> [Listed entries]:

use crate::error::{ContribError, Result};
use crate::model::{StatJob, TimeWindow};
use chrono::{DateTime, NaiveDate, NaiveDateTime, Utc};
use serde::Deserialize;
use std::path::PathBuf;

/// Document used when no input file is given.
pub const DEFAULT_INPUT: &str = r#"
env = ".env"

[default]

[[stats]]
label = "vencord"
repos = [ "Vendicated/Vencord" ]
filetypes = [ "ts" ]
start_date = 2024-01-01T00:00:00Z
end_date = 2024-02-01T00:00:00Z
"#;

/// Parsed input document, before any fallback is applied.
#[derive(Debug, Default, Clone, Deserialize)]
pub struct RawConfig {
    pub env: Option<PathBuf>,
    #[serde(default)]
    pub default: StatSource,
    #[serde(default)]
    pub stats: Vec<StatSource>,
}

/// One raw stat table. Every field is optional; the same shape is used for
/// the shared `[default]` block.
#[derive(Debug, Default, Clone, Deserialize)]
pub struct StatSource {
    pub label: Option<String>,
    pub repos: Option<Vec<String>>,
    pub filetypes: Option<Vec<String>>,
    pub start_date: Option<toml::Value>,
    pub end_date: Option<toml::Value>,
}

impl RawConfig {
    pub fn from_toml(text: &str) -> Result<Self> {
        Ok(toml::from_str(text)?)
    }

    pub fn job_count(&self) -> usize {
        self.stats.len()
    }
}

/// Returns the first candidate that sets `field`.
pub fn try_get<'a, T: ?Sized>(
    candidates: &[&'a StatSource],
    field: impl Fn(&'a StatSource) -> Option<&'a T>,
) -> Option<&'a T> {
    candidates.iter().find_map(|source| field(*source))
}

/// Like [`try_get`], falling back to `default` when no candidate sets `field`.
pub fn try_get_or<'a, T: Clone + 'a>(
    candidates: &[&'a StatSource],
    field: impl Fn(&'a StatSource) -> Option<&'a T>,
    default: T,
) -> T {
    try_get(candidates, field).cloned().unwrap_or(default)
}

pub fn resolve_jobs(raw: &RawConfig) -> Result<Vec<StatJob>> {
    resolve_jobs_at(raw, Utc::now())
}

/// Resolves every stat table against the default block. `now` is the
/// fallback end of the time window.
pub fn resolve_jobs_at(raw: &RawConfig, now: DateTime<Utc>) -> Result<Vec<StatJob>> {
    raw.stats
        .iter()
        .map(|stat| resolve_job(&[stat, &raw.default], now))
        .collect()
}

fn resolve_job(candidates: &[&StatSource], now: DateTime<Utc>) -> Result<StatJob> {
    let label = try_get_or(candidates, |s| s.label.as_ref(), String::new());
    let repositories = try_get_or(candidates, |s| s.repos.as_ref(), Vec::new());
    let filetypes = try_get_or(candidates, |s| s.filetypes.as_ref(), Vec::new());

    let start = match try_get(candidates, |s| s.start_date.as_ref()) {
        Some(value) => parse_timestamp("start_date", value)?,
        // unix epoch
        None => DateTime::<Utc>::default(),
    };
    let end = match try_get(candidates, |s| s.end_date.as_ref()) {
        Some(value) => parse_timestamp("end_date", value)?,
        None => now,
    };

    Ok(StatJob {
        label,
        repositories,
        extensions: filetypes.into_iter().collect(),
        window: TimeWindow::new(start, end),
    })
}

fn parse_timestamp(field: &'static str, value: &toml::Value) -> Result<DateTime<Utc>> {
    let invalid = |reason: String| ContribError::ConfigValue { field, reason };

    match value {
        toml::Value::Datetime(dt) => {
            let text = dt.to_string();
            match (dt.date.is_some(), dt.time.is_some(), dt.offset.is_some()) {
                (true, true, true) => DateTime::parse_from_rfc3339(&text)
                    .map(|d| d.with_timezone(&Utc))
                    .map_err(|e| invalid(format!("'{text}': {e}"))),
                (true, true, false) => NaiveDateTime::parse_from_str(&text, "%Y-%m-%dT%H:%M:%S%.f")
                    .map(|d| d.and_utc())
                    .map_err(|e| invalid(format!("'{text}': {e}"))),
                (true, false, _) => NaiveDate::parse_from_str(&text, "%Y-%m-%d")
                    .map_err(|e| invalid(format!("'{text}': {e}")))?
                    .and_hms_opt(0, 0, 0)
                    .map(|d| d.and_utc())
                    .ok_or_else(|| invalid(format!("'{text}' is out of range"))),
                _ => Err(invalid(format!("'{text}' has no date"))),
            }
        }
        toml::Value::String(text) => DateTime::parse_from_rfc3339(text)
            .map(|d| d.with_timezone(&Utc))
            .map_err(|e| invalid(format!("'{text}': {e}"))),
        other => Err(invalid(format!("expected a date-time, found {}", other.type_str()))),
    }
}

> [Exercise]: Determine the number of lines in the listing that contain the word "PathBuf", and respond with nothing but that number.

> [Solved exercise]: 2